The appeal must also be dismissed on the merits. Under Education Law "3635, boards of education are required to provide transportation to students under various circumstances. A board of education has broad discretion to determine how such transportation will be provided (Appeal of Broad, 35 Ed Dept Rep 248; Appeal of Byrne, et al., 34 id. 389; Appeal of Palyo, 33 id. 169). In making that determination, a board may balance considerations of safety, convenience, efficiency and cost (Appeal of Broad, supra; Appeal of Eats, 29 Ed Dept Rep 481; Matter of Horschel, 24 id. 94). Moreover, a board of education has both the responsibility and authority to implement a transportation policy that balances the safety and convenience of individual pupils with overall economy and efficiency (Appeal of Polifka, 31 Ed Dept Rep 61; Appeal of Cunningham, 28 id. 10). The Commissioner of Education will uphold a district's transportation determination, unless it is unreasonable or an abuse of discretion (Appeal of Byrne, et al., supra; Appeal of Polifka, supra; Appeal of Capozza, 25 Ed Dept Rep 15).

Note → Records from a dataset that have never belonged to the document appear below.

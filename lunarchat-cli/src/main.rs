//! CLI entry point for lunarchat

use anyhow::Result;
use bytes::Bytes;
use clap::Parser;
use console::style;
use dialoguer::{Input, Password, Select};
use std::path::{Path, PathBuf};
use std::sync::Arc;
use tracing::info;
use uuid::Uuid;

use lunarchat_core::auth::UserRole;
use lunarchat_core::config::ConfigLoader;
use lunarchat_core::logging::init_logging;
use lunarchat_core::message::{Message, MessageContent, Role};
use lunarchat_core::report::{AnalysisMode, AnalysisReport};
use lunarchat_providers::{Authenticator, ImageUploader, LunarApiClient, SampleAnalyzer};
use lunarchat_service::{ChatService, LocalImage, UserAction};

#[derive(Parser)]
#[command(name = "lunarchat")]
#[command(about = "Chat with the LunarChat soil and lunar sample analysis service")]
#[command(version = "0.1.0")]
struct Cli {
    /// Configuration directory
    #[arg(short, long)]
    config_dir: Option<PathBuf>,
}

const HELP: &str = "\
Commands:
  new                 start a new analysis session
  list                list sessions
  select <n>          switch to session n
  delete <n>          delete session n
  say <text>          send a text message
  stage <path>        pick a local image
  upload              upload the staged image
  cancel              abandon a staged or in-flight upload
  analyze soil|lunar  analyze the uploaded image
  log                 show the conversation
  images              list images in this session
  help                show this help
  quit                exit";

#[tokio::main]
async fn main() -> Result<()> {
    let cli = Cli::parse();

    let loader = match cli.config_dir {
        Some(dir) => ConfigLoader::with_dir(dir),
        None => ConfigLoader::new(),
    };
    let config = loader.load()?;
    let _log_guard = init_logging(&config.logging);
    info!(base_url = %config.remote.base_url, "lunarchat starting");

    let client = Arc::new(LunarApiClient::from_config(&config.remote)?);
    let uploader: Arc<dyn ImageUploader> = client.clone();
    let analyzer: Arc<dyn SampleAnalyzer> = client.clone();
    let authenticator: Arc<dyn Authenticator> = client;
    let service = ChatService::new(uploader, analyzer, authenticator, config.session.clone());

    login(&service).await?;
    service.create_session().await?;

    println!("{}", style("Welcome to LunarChat.").bold());
    println!("{}", HELP);

    loop {
        let line: String = Input::new()
            .with_prompt(">")
            .allow_empty(true)
            .interact_text()?;
        let line = line.trim();
        if line.is_empty() {
            continue;
        }
        let (command, rest) = match line.split_once(' ') {
            Some((command, rest)) => (command, rest.trim()),
            None => (line, ""),
        };

        let outcome = match command {
            "quit" | "exit" => break,
            "help" => {
                println!("{}", HELP);
                Ok(())
            }
            "new" => service.create_session().await.map(|_| ()),
            "list" => list_sessions(&service).await,
            "select" => match session_at(&service, rest).await {
                Ok(id) => service.select_session(id).await,
                Err(e) => Err(e),
            },
            "delete" => match session_at(&service, rest).await {
                Ok(id) => service.delete_session(id).await,
                Err(e) => Err(e),
            },
            "say" => match active_id(&service).await {
                Ok(id) => service.send_text(id, rest).await,
                Err(e) => Err(e),
            },
            "stage" => stage(&service, rest).await,
            "upload" => dispatch_active(&service, UserAction::Upload).await,
            "cancel" => dispatch_active(&service, UserAction::Cancel).await,
            "analyze" => match rest.parse::<AnalysisMode>() {
                Ok(mode) => dispatch_active(&service, UserAction::Analyze(mode)).await,
                Err(e) => Err(e),
            },
            "log" => show_log(&service).await,
            "images" => show_images(&service).await,
            other => {
                notice(&format!("unknown command '{}', try 'help'", other));
                Ok(())
            }
        };

        if let Err(e) = outcome {
            // local rejections surface as transient system-style notices
            notice(&e.to_string());
        }
    }

    Ok(())
}

async fn login(service: &ChatService) -> Result<()> {
    loop {
        let username: String = Input::new().with_prompt("Username").interact_text()?;
        let password: String = Password::new().with_prompt("Password").interact()?;
        let role = match Select::new()
            .with_prompt("Role")
            .items(&["user", "admin"])
            .default(0)
            .interact()?
        {
            1 => UserRole::Admin,
            _ => UserRole::User,
        };

        if service.login(&username, &password, role).await {
            return Ok(());
        }
        println!("{}", style("Login failed, try again.").red());
    }
}

fn notice(text: &str) {
    println!("{}", style(format!("* {}", text)).dim());
}

async fn active_id(service: &ChatService) -> lunarchat_core::Result<Uuid> {
    let store = service.store();
    let store = store.read().await;
    store
        .active_id()
        .ok_or_else(|| lunarchat_core::Error::Internal("no active session".to_string()))
}

/// Resolve a `list` index to a session id
async fn session_at(service: &ChatService, arg: &str) -> lunarchat_core::Result<Uuid> {
    let index: usize = arg.parse().map_err(|_| {
        lunarchat_core::Error::Internal(format!("expected a session number, got '{}'", arg))
    })?;
    let store = service.store();
    let store = store.read().await;
    store
        .sessions()
        .get(index)
        .map(|s| s.id)
        .ok_or_else(|| lunarchat_core::Error::Internal(format!("no session {}", index)))
}

async fn dispatch_active(service: &ChatService, action: UserAction) -> lunarchat_core::Result<()> {
    let id = active_id(service).await?;
    service.dispatch(id, action).await
}

async fn stage(service: &ChatService, path: &str) -> lunarchat_core::Result<()> {
    let path = Path::new(path);
    let bytes = tokio::fs::read(path).await?;
    let filename = path
        .file_name()
        .and_then(|n| n.to_str())
        .unwrap_or("image")
        .to_string();
    let id = active_id(service).await?;
    service
        .dispatch(id, UserAction::Stage(LocalImage::new(filename, Bytes::from(bytes))))
        .await
}

async fn list_sessions(service: &ChatService) -> lunarchat_core::Result<()> {
    let store = service.store();
    let store = store.read().await;
    for (index, session) in store.sessions().iter().enumerate() {
        let marker = if store.active_id() == Some(session.id) {
            "*"
        } else {
            " "
        };
        println!(
            "{} [{}] {} ({} messages)",
            marker,
            index,
            session.title,
            session.log.len()
        );
    }
    Ok(())
}

async fn show_log(service: &ChatService) -> lunarchat_core::Result<()> {
    let id = active_id(service).await?;
    let store = service.store();
    let store = store.read().await;
    let session = store
        .get(id)
        .ok_or(lunarchat_core::Error::SessionNotFound(id))?;

    for message in session.log.snapshot() {
        render_message(message);
    }
    if session.analysis.is_requesting() {
        println!("{}", style("Dr. Terra is analyzing...").italic());
    }
    Ok(())
}

async fn show_images(service: &ChatService) -> lunarchat_core::Result<()> {
    let id = active_id(service).await?;
    let store = service.store();
    let store = store.read().await;
    let session = store
        .get(id)
        .ok_or(lunarchat_core::Error::SessionNotFound(id))?;

    let urls = session.image_urls();
    if urls.is_empty() {
        notice("no images in this session");
    }
    for url in urls {
        println!("  {}", url);
    }
    Ok(())
}

fn render_message(message: &Message) {
    let prefix = match message.role {
        Role::User => style("you".to_string()).blue().bold(),
        Role::Bot => style("Dr. Terra".to_string()).yellow().bold(),
        Role::System => style("*".to_string()).dim(),
    };
    match &message.content {
        MessageContent::Text(text) => println!("{} {}", prefix, text),
        MessageContent::Image(attachment) => {
            println!("{} [image] {}", prefix, attachment.url)
        }
        MessageContent::Report(report) => {
            println!("{}", prefix);
            render_report(report);
        }
    }
}

fn render_report(report: &AnalysisReport) {
    println!("  {}: {}", style("Sample").bold(), report.sample_type);
    for (substance, level) in &report.composition {
        println!("  {}: {}", substance, level);
    }
    println!(
        "  {}: {} ({})",
        style("Habitability").bold(),
        report.habitability.summary,
        report.habitability.details
    );
    for (key, value) in &report.extra {
        println!("  {}: {}", key, value);
    }
}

In addition, neither the Education Law nor the Commissioner's regulations specify maximum time limits for the transportation of students. Indeed, prior Commissioner's decisions have upheld one way student commutes in excess of one and one-half hours (Appeal of Lavin, 32 Ed Dept Rep 249; Appeal of Polifka, supra; Appeal of Capozza, supra; Appeal of a Handicapped Child, 25 Ed Dept Rep 280; Appeal of Rouis, 20 id. 493). There is no legal requirement that a pupil be transported in 90 minutes or less (Appeal of Tomasso, 23 Ed Dept Rep 120).

In this case, petitioners have failed to prove that respondent has acted unreasonably or abused its discretion in implementing its transportation policy. Petitioners present no evidence that nonpublic school students are being discriminated against nor show how transfer at the central pick-up point is dangerous. The mere fact that respondent uses a variety of means to transport students to and from school (i.e., a single bus, two buses) does not necessarily indicate that students are not receiving equal treatment within the meaning of Education Law "3635. In this case, respondent's transportation policy balances overall efficiency and economy against the individual interests of students. I find no evidence of discrimination in its delivery of transportation services.

Based on the foregoing, I conclude that respondent's decision in this matter is not arbitrary, capricious or unreasonable.